Exercise instructions =
Line by line, copy the material below exactly.

─── Exercise data ───

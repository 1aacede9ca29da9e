//! Credential session persisted through a [`CredentialStore`].
//!
//! Four string keys make up a session: the access credential, the refresh credential, the
//! logged-in marker, and the last-known username. They are always cleared together.

// self
use crate::{
	_prelude::*,
	store::{CredentialStore, StoreError},
};

/// Storage key for the access credential.
pub const ACCESS_TOKEN_KEY: &str = "access-token";
/// Storage key for the refresh credential.
pub const REFRESH_TOKEN_KEY: &str = "refresh-token";
/// Storage key for the logged-in marker.
pub const LOGGED_IN_KEY: &str = "isLoggedIn";
/// Storage key for the last-known username.
pub const USERNAME_KEY: &str = "username";

const SESSION_KEYS: [&str; 4] = [ACCESS_TOKEN_KEY, REFRESH_TOKEN_KEY, USERNAME_KEY, LOGGED_IN_KEY];

/// Redacted token wrapper keeping credentials out of logs.
#[derive(Clone, PartialEq, Eq, Serialize, Deserialize)]
#[serde(transparent)]
pub struct TokenSecret(String);
impl TokenSecret {
	/// Wraps a new secret string.
	pub fn new(value: impl Into<String>) -> Self {
		Self(value.into())
	}

	/// Returns the inner token value. Callers must avoid logging this string.
	pub fn expose(&self) -> &str {
		&self.0
	}
}
impl AsRef<str> for TokenSecret {
	fn as_ref(&self) -> &str {
		self.expose()
	}
}
impl Debug for TokenSecret {
	fn fmt(&self, f: &mut Formatter) -> FmtResult {
		f.debug_tuple("TokenSecret").field(&"<redacted>").finish()
	}
}
impl Display for TokenSecret {
	fn fmt(&self, f: &mut Formatter) -> FmtResult {
		f.write_str("<redacted>")
	}
}

/// Access + refresh credentials issued by login or refresh.
#[derive(Clone, Debug, PartialEq, Eq, Serialize, Deserialize)]
pub struct CredentialPair {
	/// Short-lived credential attached to authenticated requests.
	pub access_token: TokenSecret,
	/// Long-lived credential exchanged for a new pair.
	pub refresh_token: TokenSecret,
}
impl CredentialPair {
	/// Builds a pair from raw strings.
	pub fn new(access_token: impl Into<String>, refresh_token: impl Into<String>) -> Self {
		Self {
			access_token: TokenSecret::new(access_token),
			refresh_token: TokenSecret::new(refresh_token),
		}
	}
}

/// Typed view over the credential keys held in a [`CredentialStore`].
#[derive(Clone)]
pub struct Session {
	store: Arc<dyn CredentialStore>,
}
impl Session {
	/// Wraps the provided store.
	pub fn new(store: Arc<dyn CredentialStore>) -> Self {
		Self { store }
	}

	/// Underlying store handle.
	pub fn store(&self) -> &Arc<dyn CredentialStore> {
		&self.store
	}

	/// Stored access credential, if any.
	pub async fn access_token(&self) -> Result<Option<TokenSecret>, StoreError> {
		Ok(self.store.get(ACCESS_TOKEN_KEY).await?.map(TokenSecret::new))
	}

	/// Stored refresh credential, if any.
	pub async fn refresh_token(&self) -> Result<Option<TokenSecret>, StoreError> {
		Ok(self.store.get(REFRESH_TOKEN_KEY).await?.map(TokenSecret::new))
	}

	/// Last-known username.
	pub async fn username(&self) -> Result<Option<String>, StoreError> {
		self.store.get(USERNAME_KEY).await
	}

	/// `true` when an access credential exists and the logged-in marker is set.
	pub async fn is_logged_in(&self) -> Result<bool, StoreError> {
		let token = self.store.get(ACCESS_TOKEN_KEY).await?;
		let flag = self.store.get(LOGGED_IN_KEY).await?;

		Ok(token.is_some_and(|t| !t.is_empty()) && flag.as_deref() == Some("true"))
	}

	/// Persists a freshly issued pair together with the username that logged in.
	pub async fn save_login(
		&self,
		pair: &CredentialPair,
		username: &str,
	) -> Result<(), StoreError> {
		self.save_pair(pair).await?;
		self.store.set(USERNAME_KEY, username.to_owned()).await
	}

	/// Persists a rotated pair; the username is left untouched.
	pub async fn save_pair(&self, pair: &CredentialPair) -> Result<(), StoreError> {
		self.store.set(ACCESS_TOKEN_KEY, pair.access_token.expose().to_owned()).await?;
		self.store.set(REFRESH_TOKEN_KEY, pair.refresh_token.expose().to_owned()).await?;
		self.store.set(LOGGED_IN_KEY, "true".into()).await
	}

	/// Removes every session key, attempting all of them even if one fails.
	pub async fn clear(&self) -> Result<(), StoreError> {
		let mut first_error = None;

		for key in SESSION_KEYS {
			if let Err(e) = self.store.remove(key).await {
				first_error.get_or_insert(e);
			}
		}

		first_error.map_or(Ok(()), Err)
	}
}
impl Debug for Session {
	fn fmt(&self, f: &mut Formatter) -> FmtResult {
		f.write_str("Session(..)")
	}
}

#[cfg(test)]
mod tests {
	// self
	use super::*;
	use crate::store::MemoryStore;

	fn session() -> (Session, Arc<MemoryStore>) {
		let backend = Arc::new(MemoryStore::default());

		(Session::new(backend.clone()), backend)
	}

	#[test]
	fn secret_formatters_redact() {
		let secret = TokenSecret::new("super-secret");

		assert_eq!(format!("{secret:?}"), "TokenSecret(\"<redacted>\")");
		assert_eq!(format!("{secret}"), "<redacted>");
	}

	#[test]
	fn credential_pair_reads_wire_fields() {
		let pair: CredentialPair =
			serde_json::from_str(r#"{"access_token":"A1","refresh_token":"R1"}"#)
				.expect("Credential pair should decode from wire JSON.");

		assert_eq!(pair, CredentialPair::new("A1", "R1"));
		assert!(!format!("{pair:?}").contains("A1"));
	}

	#[tokio::test]
	async fn login_then_clear_empties_every_key() {
		let (session, backend) = session();

		session
			.save_login(&CredentialPair::new("A1", "R1"), "ops")
			.await
			.expect("Saving login should succeed.");

		assert!(session.is_logged_in().await.expect("Logged-in check should succeed."));
		assert_eq!(backend.peek(USERNAME_KEY).as_deref(), Some("ops"));
		assert_eq!(backend.len(), 4);

		session.clear().await.expect("Clearing the session should succeed.");

		assert!(backend.is_empty());
		assert!(!session.is_logged_in().await.expect("Logged-in check should succeed."));
	}

	#[tokio::test]
	async fn rotation_keeps_username() {
		let (session, backend) = session();

		session
			.save_login(&CredentialPair::new("A1", "R1"), "ops")
			.await
			.expect("Saving login should succeed.");
		session
			.save_pair(&CredentialPair::new("A2", "R2"))
			.await
			.expect("Saving rotated pair should succeed.");

		assert_eq!(backend.peek(ACCESS_TOKEN_KEY).as_deref(), Some("A2"));
		assert_eq!(backend.peek(REFRESH_TOKEN_KEY).as_deref(), Some("R2"));
		assert_eq!(backend.peek(USERNAME_KEY).as_deref(), Some("ops"));
	}
}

───

Written solution =
repository 1aacede9ca29da9e
//! Credential session persisted through a [`CredentialStore`].
//!
//! Four string keys make up a session: the access credential, the refresh credential, the
//! logged-in marker, and the last-known username. They are always cleared together.

// self
use crate::{
	_prelude::*,
	store::{CredentialStore, StoreError},
};

/// Storage key for the access credential.
pub const ACCESS_TOKEN_KEY: &str = "access-token";
/// Storage key for the refresh credential.
pub const REFRESH_TOKEN_KEY: &str = "refresh-token";
/// Storage key for the logged-in marker.
pub const LOGGED_IN_KEY: &str = "isLoggedIn";
/// Storage key for the last-known username.
pub const USERNAME_KEY: &str = "username";

const SESSION_KEYS: [&str; 4] = [ACCESS_TOKEN_KEY, REFRESH_TOKEN_KEY, USERNAME_KEY, LOGGED_IN_KEY];

/// Redacted token wrapper keeping credentials out of logs.
#[derive(Clone, PartialEq, Eq, Serialize, Deserialize)]
#[serde(transparent)]
pub struct TokenSecret(String);
impl TokenSecret {
	/// Wraps a new secret string.
	pub fn new(value: impl Into<String>) -> Self {
		Self(value.into())
	}

	/// Returns the inner token value. Callers must avoid logging this string.
	pub fn expose(&self) -> &str {
		&self.0
	}
}
impl AsRef<str> for TokenSecret {
	fn as_ref(&self) -> &str {
		self.expose()
	}
}
impl Debug for TokenSecret {
	fn fmt(&self, f: &mut Formatter) -> FmtResult {
		f.debug_tuple("TokenSecret").field(&"<redacted>").finish()
	}
}
impl Display for TokenSecret {
	fn fmt(&self, f: &mut Formatter) -> FmtResult {
		f.write_str("<redacted>")
	}
}

/// Access + refresh credentials issued by login or refresh.
#[derive(Clone, Debug, PartialEq, Eq, Serialize, Deserialize)]
pub struct CredentialPair {
	/// Short-lived credential attached to authenticated requests.
	pub access_token: TokenSecret,
	/// Long-lived credential exchanged for a new pair.
	pub refresh_token: TokenSecret,
}
impl CredentialPair {
	/// Builds a pair from raw strings.
	pub fn new(access_token: impl Into<String>, refresh_token: impl Into<String>) -> Self {
		Self {
			access_token: TokenSecret::new(access_token),
			refresh_token: TokenSecret::new(refresh_token),
		}
	}
}

/// Typed view over the credential keys held in a [`CredentialStore`].
#[derive(Clone)]
pub struct Session {
	store: Arc<dyn CredentialStore>,
}
impl Session {
	/// Wraps the provided store.
	pub fn new(store: Arc<dyn CredentialStore>) -> Self {
		Self { store }
	}

	/// Underlying store handle.
	pub fn store(&self) -> &Arc<dyn CredentialStore> {
		&self.store
	}

	/// Stored access credential, if any.
	pub async fn access_token(&self) -> Result<Option<TokenSecret>, StoreError> {
		Ok(self.store.get(ACCESS_TOKEN_KEY).await?.map(TokenSecret::new))
	}

	/// Stored refresh credential, if any.
	pub async fn refresh_token(&self) -> Result<Option<TokenSecret>, StoreError> {
		Ok(self.store.get(REFRESH_TOKEN_KEY).await?.map(TokenSecret::new))
	}

	/// Last-known username.
	pub async fn username(&self) -> Result<Option<String>, StoreError> {
		self.store.get(USERNAME_KEY).await
	}

	/// `true` when an access credential exists and the logged-in marker is set.
	pub async fn is_logged_in(&self) -> Result<bool, StoreError> {
		let token = self.store.get(ACCESS_TOKEN_KEY).await?;
		let flag = self.store.get(LOGGED_IN_KEY).await?;

		Ok(token.is_some_and(|t| !t.is_empty()) && flag.as_deref() == Some("true"))
	}

	/// Persists a freshly issued pair together with the username that logged in.
	pub async fn save_login(
		&self,
		pair: &CredentialPair,
		username: &str,
	) -> Result<(), StoreError> {
		self.save_pair(pair).await?;
		self.store.set(USERNAME_KEY, username.to_owned()).await
	}

	/// Persists a rotated pair; the username is left untouched.
	pub async fn save_pair(&self, pair: &CredentialPair) -> Result<(), StoreError> {
		self.store.set(ACCESS_TOKEN_KEY, pair.access_token.expose().to_owned()).await?;
		self.store.set(REFRESH_TOKEN_KEY, pair.refresh_token.expose().to_owned()).await?;
		self.store.set(LOGGED_IN_KEY, "true".into()).await
	}

	/// Removes every session key, attempting all of them even if one fails.
	pub async fn clear(&self) -> Result<(), StoreError> {
		let mut first_error = None;

		for key in SESSION_KEYS {
			if let Err(e) = self.store.remove(key).await {
				first_error.get_or_insert(e);
			}
		}

		first_error.map_or(Ok(()), Err)
	}
}
impl Debug for Session {
	fn fmt(&self, f: &mut Formatter) -> FmtResult {
		f.write_str("Session(..)")
	}
}

#[cfg(test)]
mod tests {
	// self
	use super::*;
	use crate::store::MemoryStore;

	fn session() -> (Session, Arc<MemoryStore>) {
		let backend = Arc::new(MemoryStore::default());

		(Session::new(backend.clone()), backend)
	}

	#[test]
	fn secret_formatters_redact() {
		let secret = TokenSecret::new("super-secret");

		assert_eq!(format!("{secret:?}"), "TokenSecret(\"<redacted>\")");
		assert_eq!(format!("{secret}"), "<redacted>");
	}

	#[test]
	fn credential_pair_reads_wire_fields() {
		let pair: CredentialPair =
			serde_json::from_str(r#"{"access_token":"A1","refresh_token":"R1"}"#)
				.expect("Credential pair should decode from wire JSON.");

		assert_eq!(pair, CredentialPair::new("A1", "R1"));
		assert!(!format!("{pair:?}").contains("A1"));
	}

	#[tokio::test]
	async fn login_then_clear_empties_every_key() {
		let (session, backend) = session();

		session
			.save_login(&CredentialPair::new("A1", "R1"), "ops")
			.await
			.expect("Saving login should succeed.");

		assert!(session.is_logged_in().await.expect("Logged-in check should succeed."));
		assert_eq!(backend.peek(USERNAME_KEY).as_deref(), Some("ops"));
		assert_eq!(backend.len(), 4);

		session.clear().await.expect("Clearing the session should succeed.");

		assert!(backend.is_empty());
		assert!(!session.is_logged_in().await.expect("Logged-in check should succeed."));
	}

	#[tokio::test]
	async fn rotation_keeps_username() {
		let (session, backend) = session();

		session
			.save_login(&CredentialPair::new("A1", "R1"), "ops")
			.await
			.expect("Saving login should succeed.");
		session
			.save_pair(&CredentialPair::new("A2", "R2"))
			.await
			.expect("Saving rotated pair should succeed.");

		assert_eq!(backend.peek(ACCESS_TOKEN_KEY).as_deref(), Some("A2"));
		assert_eq!(backend.peek(REFRESH_TOKEN_KEY).as_deref(), Some("R2"));
		assert_eq!(backend.peek(USERNAME_KEY).as_deref(), Some("ops"));
	}
}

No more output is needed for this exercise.